Darlington Mowden Park 43 Richmond 12

A VISIT to National One's bottom club, Macclesfield, this week will give Mowden Park the opportunity of the third successive win which would virtually guarantee survival.

Three of their five remaining home games are against London clubs, who don't relish the trip north on the evidence provided first by Blackheath and now Richmond.

While Wharfedale displayed grit and resilience on their visit to the Northern Echo Arena, the southern softies capitulated once they realised they were in for a battle.

Richmond scored first and last but were dominated inbetween by a Mowden side who played very well once they roused themselves from a moderate start.

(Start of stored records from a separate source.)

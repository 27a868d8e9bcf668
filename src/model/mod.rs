use serde::{Deserialize, Serialize};
use tracing::{debug, trace};

use crate::core::{
    Axis, AxisChangedEvent, AxisPosition, Color, LinearColorAxis, PlotRect, ScreenPoint, Thickness,
};
use crate::error::{PlotError, PlotResult};
use crate::render::{
    ClippingContext, FontSpec, HorizontalAlignment, RenderContext, Stroke, VerticalAlignment,
};
use crate::series::{PlotSeries, TrackerHit};

/// Series colors used to resolve `Color::AUTOMATIC`, cycled by series index.
pub const DEFAULT_SERIES_COLORS: [Color; 8] = [
    Color::from_rgb(0x4e, 0x9a, 0xde),
    Color::from_rgb(0xe6, 0x55, 0x4d),
    Color::from_rgb(0x5c, 0xb8, 0x5c),
    Color::from_rgb(0xf0, 0xad, 0x4e),
    Color::from_rgb(0x8e, 0x6c, 0xb8),
    Color::from_rgb(0x46, 0xb8, 0xda),
    Color::from_rgb(0xd8, 0x6a, 0xa5),
    Color::from_rgb(0x77, 0x77, 0x77),
];

/// Resolved axis indices for one series.
#[derive(Debug, Clone, Copy, PartialEq, Eq)]
struct ResolvedAxes {
    x: usize,
    y: usize,
    color: Option<usize>,
}

/// The chart model: axes, color axes and series in z-order.
///
/// A full update cycle walks the axes and series in a fixed order
/// (`update_data`, `update_max_min`, `update_axis_max_min`, then
/// `update_actual_max_min`); rendering then walks series in z-order against
/// the injected render context, so identical model state always produces an
/// identical draw-call sequence.
#[derive(Debug, Default, Serialize, Deserialize)]
pub struct PlotModel {
    pub axes: Vec<Axis>,
    pub color_axes: Vec<LinearColorAxis>,
    pub series: Vec<PlotSeries>,
    pub padding: Thickness,
    pub axis_font: FontSpec,

    #[serde(skip)]
    plot_area: Option<PlotRect>,
    #[serde(skip)]
    events: Vec<AxisChangedEvent>,
}

impl PlotModel {
    #[must_use]
    pub fn new() -> Self {
        Self {
            axes: Vec::new(),
            color_axes: Vec::new(),
            series: Vec::new(),
            padding: Thickness::uniform(8.0),
            axis_font: FontSpec::default(),
            plot_area: None,
            events: Vec::new(),
        }
    }

    pub fn add_axis(&mut self, axis: Axis) {
        self.axes.push(axis);
    }

    pub fn add_color_axis(&mut self, axis: LinearColorAxis) {
        self.color_axes.push(axis);
    }

    pub fn add_series(&mut self, series: impl Into<PlotSeries>) {
        self.series.push(series.into());
    }

    /// Plot area of the most recent render pass.
    #[must_use]
    pub fn plot_area(&self) -> Option<PlotRect> {
        self.plot_area
    }

    /// Drains the pan/zoom/reset notifications accumulated since the last call.
    #[must_use]
    pub fn take_axis_events(&mut self) -> Vec<AxisChangedEvent> {
        std::mem::take(&mut self.events)
    }

    fn find_axis(&self, key: &str) -> Option<usize> {
        self.axes
            .iter()
            .position(|axis| axis.key.as_deref() == Some(key))
    }

    fn find_color_axis(&self, key: &str) -> Option<usize> {
        self.color_axes
            .iter()
            .position(|axis| axis.axis.key.as_deref() == Some(key))
    }

    fn default_axis(&self, horizontal: bool) -> Option<usize> {
        self.axes.iter().position(|axis| {
            if horizontal {
                axis.position.is_horizontal()
            } else {
                axis.position.is_vertical()
            }
        })
    }

    /// Creates default bottom/left linear axes when series need them and no
    /// positioned axis exists yet.
    fn ensure_axes(&mut self) {
        if self.series.is_empty() {
            return;
        }
        if self.default_axis(true).is_none()
            && self.series.iter().any(|s| s.x_axis_key().is_none())
        {
            self.axes.push(Axis::linear(AxisPosition::Bottom));
        }
        if self.default_axis(false).is_none()
            && self.series.iter().any(|s| s.y_axis_key().is_none())
        {
            self.axes.push(Axis::linear(AxisPosition::Left));
        }
    }

    fn resolve_axes(&self, series: &PlotSeries) -> PlotResult<ResolvedAxes> {
        let series_title = series.title().unwrap_or("<untitled>").to_owned();
        let x = match series.x_axis_key() {
            Some(key) => self
                .find_axis(key)
                .ok_or_else(|| PlotError::UnknownAxisKey(key.to_owned()))?,
            None => self
                .default_axis(true)
                .ok_or(PlotError::AxisNotAssigned {
                    series: series_title.clone(),
                    role: "x",
                })?,
        };
        let y = match series.y_axis_key() {
            Some(key) => self
                .find_axis(key)
                .ok_or_else(|| PlotError::UnknownAxisKey(key.to_owned()))?,
            None => self
                .default_axis(false)
                .ok_or(PlotError::AxisNotAssigned {
                    series: series_title.clone(),
                    role: "y",
                })?,
        };
        let color = match series.color_axis_key() {
            Some(key) => Some(
                self.find_color_axis(key)
                    .ok_or_else(|| PlotError::UnknownAxisKey(key.to_owned()))?,
            ),
            None => match series {
                PlotSeries::HeatMap(_) if !self.color_axes.is_empty() => Some(0),
                _ => None,
            },
        };
        if x == y {
            return Err(PlotError::InvalidData(format!(
                "series `{series_title}` resolved the same axis for x and y"
            )));
        }
        Ok(ResolvedAxes { x, y, color })
    }

    /// Runs a full update cycle.
    ///
    /// With `update_data` every series first rebuilds its cached arrays from
    /// its source; pan/zoom alone re-renders without re-running aggregation.
    pub fn update(&mut self, update_data: bool) -> PlotResult<()> {
        self.ensure_axes();

        if update_data {
            for series in &mut self.series {
                series.update_data();
            }
        }

        for axis in &mut self.axes {
            axis.reset_data_bounds();
        }
        for color_axis in &mut self.color_axes {
            color_axis.axis.reset_data_bounds();
        }

        for series in &mut self.series {
            series.update_max_min();
        }

        for index in 0..self.series.len() {
            let resolved = self.resolve_axes(&self.series[index])?;
            let (x_axis, y_axis) = two_axes_mut(&mut self.axes, resolved.x, resolved.y)?;
            self.series[index].update_axis_max_min(x_axis, y_axis);
            if let (PlotSeries::HeatMap(heat_map), Some(color_index)) =
                (&self.series[index], resolved.color)
            {
                heat_map.update_color_axis_max_min(&mut self.color_axes[color_index]);
            }
        }

        for axis in &mut self.axes {
            axis.update_actual_max_min();
        }
        for color_axis in &mut self.color_axes {
            color_axis.axis.update_actual_max_min();
        }

        debug!(
            axes = self.axes.len(),
            series = self.series.len(),
            update_data,
            "plot model updated"
        );
        Ok(())
    }

    /// Renders the model into `rc` at the given pixel size.
    ///
    /// Draw order is fixed: series in z-order inside the plot-area clip, then
    /// axes. Backend failures propagate unchanged.
    pub fn render(&mut self, rc: &mut dyn RenderContext, width: f64, height: f64) -> PlotResult<()> {
        if !width.is_finite() || !height.is_finite() || width <= 0.0 || height <= 0.0 {
            return Err(PlotError::InvalidPlotArea { width, height });
        }

        let plot_area = PlotRect::new(0.0, 0.0, width, height).deflate(self.padding);
        if plot_area.is_empty() {
            return Err(PlotError::InvalidPlotArea { width, height });
        }
        self.plot_area = Some(plot_area);

        for axis in &mut self.axes {
            let (screen_min, screen_max) = axis_screen_range(axis.position, plot_area);
            axis.update_transform(screen_min, screen_max)?;
        }

        trace!(width, height, "render pass");
        let mut clip = ClippingContext::new(rc);

        clip.push_clip(plot_area)?;
        for index in 0..self.series.len() {
            let resolved = self.resolve_axes(&self.series[index])?;
            let default_color = DEFAULT_SERIES_COLORS[index % DEFAULT_SERIES_COLORS.len()];
            // Axes are read-only during rendering; only the series' window
            // cache mutates.
            let x_axis = &self.axes[resolved.x];
            let y_axis = &self.axes[resolved.y];
            let color_axis = resolved.color.map(|i| &self.color_axes[i]);
            self.series[index].render(&mut clip, x_axis, y_axis, color_axis, default_color)?;
        }
        clip.pop_clip()?;

        self.render_axes(&mut clip, plot_area)?;
        Ok(())
    }

    fn render_axes(&self, rc: &mut ClippingContext<'_>, plot_area: PlotRect) -> PlotResult<()> {
        let stroke = Stroke::new(Color::BLACK, 1.0);
        for axis in &self.axes {
            if axis.position == AxisPosition::None {
                continue;
            }
            let available = if axis.position.is_horizontal() {
                plot_area.width
            } else {
                plot_area.height
            };
            let ticks = axis.tick_values(available)?;

            let edge = axis_edge(axis.position, plot_area);
            rc.draw_line(&edge, &stroke)?;

            for &value in &ticks.minor {
                if value < axis.clip_minimum() || value > axis.clip_maximum() {
                    continue;
                }
                let mark = tick_mark(axis, value, plot_area, 2.5);
                rc.draw_line(&mark, &stroke)?;
            }
            for &value in &ticks.major {
                if value < axis.clip_minimum() || value > axis.clip_maximum() {
                    continue;
                }
                let mark = tick_mark(axis, value, plot_area, 5.0);
                rc.draw_line(&mark, &stroke)?;

                let label = axis.format_value(value);
                if !label.is_empty() {
                    let (position, h_align, v_align) = label_anchor(axis, value, plot_area);
                    rc.draw_text(position, &label, Color::BLACK, &self.axis_font, h_align, v_align)?;
                }
            }
        }
        Ok(())
    }

    /// Nearest tracker hit over all series.
    #[must_use]
    pub fn nearest_point(&self, target: ScreenPoint, interpolate: bool) -> Option<TrackerHit> {
        let mut best: Option<TrackerHit> = None;
        let mut best_distance = f64::INFINITY;
        for series in &self.series {
            let Ok(resolved) = self.resolve_axes(series) else {
                continue;
            };
            let x_axis = &self.axes[resolved.x];
            let y_axis = &self.axes[resolved.y];
            if let Some(hit) = series.nearest_point(x_axis, y_axis, target, interpolate) {
                let distance = hit.screen_point.distance_to_squared(target);
                if distance < best_distance {
                    best_distance = distance;
                    best = Some(hit);
                }
            }
        }
        best
    }

    // ----- interaction entry points -----

    /// Pans every pan-enabled axis by a pointer movement.
    pub fn pan_all(&mut self, previous: ScreenPoint, current: ScreenPoint) {
        for axis in &mut self.axes {
            let event = if axis.position.is_horizontal() {
                axis.pan(previous.x, current.x)
            } else if axis.position.is_vertical() {
                axis.pan(previous.y, current.y)
            } else {
                None
            };
            self.events.extend(event);
        }
    }

    /// Zooms every zoom-enabled axis around a screen-space center.
    pub fn zoom_all_at(&mut self, factor: f64, center: ScreenPoint) {
        for axis in &mut self.axes {
            let center_screen = if axis.position.is_horizontal() {
                center.x
            } else if axis.position.is_vertical() {
                center.y
            } else {
                continue;
            };
            let center_value = axis.inverse_transform(center_screen);
            let event = axis.zoom_at(factor, center_value);
            self.events.extend(event);
        }
    }

    /// Resets every axis to its data-derived range.
    pub fn reset_all_axes(&mut self) {
        for axis in &mut self.axes {
            let event = axis.reset();
            self.events.push(event);
        }
    }
}

fn axis_screen_range(position: AxisPosition, plot_area: PlotRect) -> (f64, f64) {
    if position.is_vertical() {
        // Screen Y grows downward; the axis minimum sits at the bottom edge.
        (plot_area.bottom(), plot_area.top)
    } else {
        (plot_area.left, plot_area.right())
    }
}

fn axis_edge(position: AxisPosition, plot_area: PlotRect) -> [ScreenPoint; 2] {
    match position {
        AxisPosition::Left => [plot_area.top_left(), plot_area.bottom_left()],
        AxisPosition::Right => [plot_area.top_right(), plot_area.bottom_right()],
        AxisPosition::Top => [plot_area.top_left(), plot_area.top_right()],
        AxisPosition::Bottom | AxisPosition::None => {
            [plot_area.bottom_left(), plot_area.bottom_right()]
        }
    }
}

fn tick_mark(axis: &Axis, value: f64, plot_area: PlotRect, length: f64) -> [ScreenPoint; 2] {
    let at = axis.transform(value);
    match axis.position {
        AxisPosition::Left => [
            ScreenPoint::new(plot_area.left - length, at),
            ScreenPoint::new(plot_area.left, at),
        ],
        AxisPosition::Right => [
            ScreenPoint::new(plot_area.right(), at),
            ScreenPoint::new(plot_area.right() + length, at),
        ],
        AxisPosition::Top => [
            ScreenPoint::new(at, plot_area.top - length),
            ScreenPoint::new(at, plot_area.top),
        ],
        AxisPosition::Bottom | AxisPosition::None => [
            ScreenPoint::new(at, plot_area.bottom()),
            ScreenPoint::new(at, plot_area.bottom() + length),
        ],
    }
}

fn label_anchor(
    axis: &Axis,
    value: f64,
    plot_area: PlotRect,
) -> (ScreenPoint, HorizontalAlignment, VerticalAlignment) {
    let at = axis.transform(value);
    match axis.position {
        AxisPosition::Left => (
            ScreenPoint::new(plot_area.left - 7.0, at),
            HorizontalAlignment::Right,
            VerticalAlignment::Middle,
        ),
        AxisPosition::Right => (
            ScreenPoint::new(plot_area.right() + 7.0, at),
            HorizontalAlignment::Left,
            VerticalAlignment::Middle,
        ),
        AxisPosition::Top => (
            ScreenPoint::new(at, plot_area.top - 7.0),
            HorizontalAlignment::Center,
            VerticalAlignment::Bottom,
        ),
        AxisPosition::Bottom | AxisPosition::None => (
            ScreenPoint::new(at, plot_area.bottom() + 7.0),
            HorizontalAlignment::Center,
            VerticalAlignment::Top,
        ),
    }
}

fn two_axes_mut<'a>(
    axes: &'a mut [Axis],
    x: usize,
    y: usize,
) -> PlotResult<(&'a mut Axis, &'a mut Axis)> {
    if x == y {
        return Err(PlotError::InvalidData(
            "series x and y axis must be distinct".to_owned(),
        ));
    }
    if x < y {
        let (head, tail) = axes.split_at_mut(y);
        Ok((&mut head[x], &mut tail[0]))
    } else {
        let (head, tail) = axes.split_at_mut(x);
        Ok((&mut tail[0], &mut head[y]))
    }
}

Despite having already used ten back row men this season, they will have to find opportunities for an Australian No 8 who has played at a high level and arrived last week.

It would be tough on Guy van den Dries if he had to make way, while the powerful Joe Maud underlined that he brings good balance to the back row at blind side.

Ben Gledhill has also bolstered the second row, winning some excellent line-out ball and forming an effective pairing with the ever-present Rob Conquest.

Any of these could have rivalled fly half Grant Connon for the man of the match award, which he received despite a shaky start in which his poor pass allowed Richmond to mount the pressure which brought a try in the left corner.

They appeared to have the edge in the scrums early on, but Mowden countered that once Matt Thompson went on.

They are trying to find opportunities for Charlie Maddison, who started at hooker for the second successive week but was sin-binned after 14 minutes and injured shortly after going back on.

He wasn't happy about being singled out for a yellow card for his part in a dust-up which followed a Richmond forward being trampled when lying on the wrong side. That used to be expected; nowadays it is deemed unacceptable.

Being reduced to 14 seemed to spark Mowden and four minutes later they went ahead then dominated the rest of the half.

From turnover ball just inside halfway skipper Cameron Mitchell set it up and Connon made a half break before a neat inside pass gave prop Matt Shields a 20-metre dash to the posts.

Now well on top, Mowden kicked two penalties to touch and the second catch-and-drive attempt proved successful with Callum Mackenzie touching down.

Connon added a simple penalty to make it 15-5 then finished an excellent move begun by van den Dries breaking up the blind side from a scrum.

He turned the ball inside to scrum half Adam Nixon before Thompson provided the pass which allowed Connon to shrug off a tackle 20 metres out and go under the posts. He landed his second conversion for a 22-5 lead, which was kept intact by withstanding a series of five-metre scrums just before half-time.

George Hedgley was sent on to give the ever-present Mackenzie a breather, but it needed the elusiveness of full back Henry Robinson to lift the second half action out of its early deadlock.

First he looked to have outpaced the defence from 30 metres out only to lose the ball in going for the right corner. But it did put Mowden back on the front foot and after 50 minutes inside centre Tom Hodgson took a short pass on the burst from Connon and went straight through to the posts.

Young winger Tom Kill had twice shown his inexperience, but atoned impressively through his desire to get involved. His burst up the right made the running for Hodgson to float a long pass to Robinson, who jinked inside two tackles to score.

Powerful youngster Simon Ozukwe, normally a prop, went into the back row for the last ten minutes and his surging run was continued by Mitchell before Thompson sent Robinson over again in the left corner.

With Connon having been replaced by Mark Ireland, Hodgson added a fine conversion before Mowden eased off and a rare defensive lapse allowed the visiting No 8 to score from a scrum.

But they had done enough to draw level with Blaydon and stretch their far superior points difference, which is bettered only by the top four.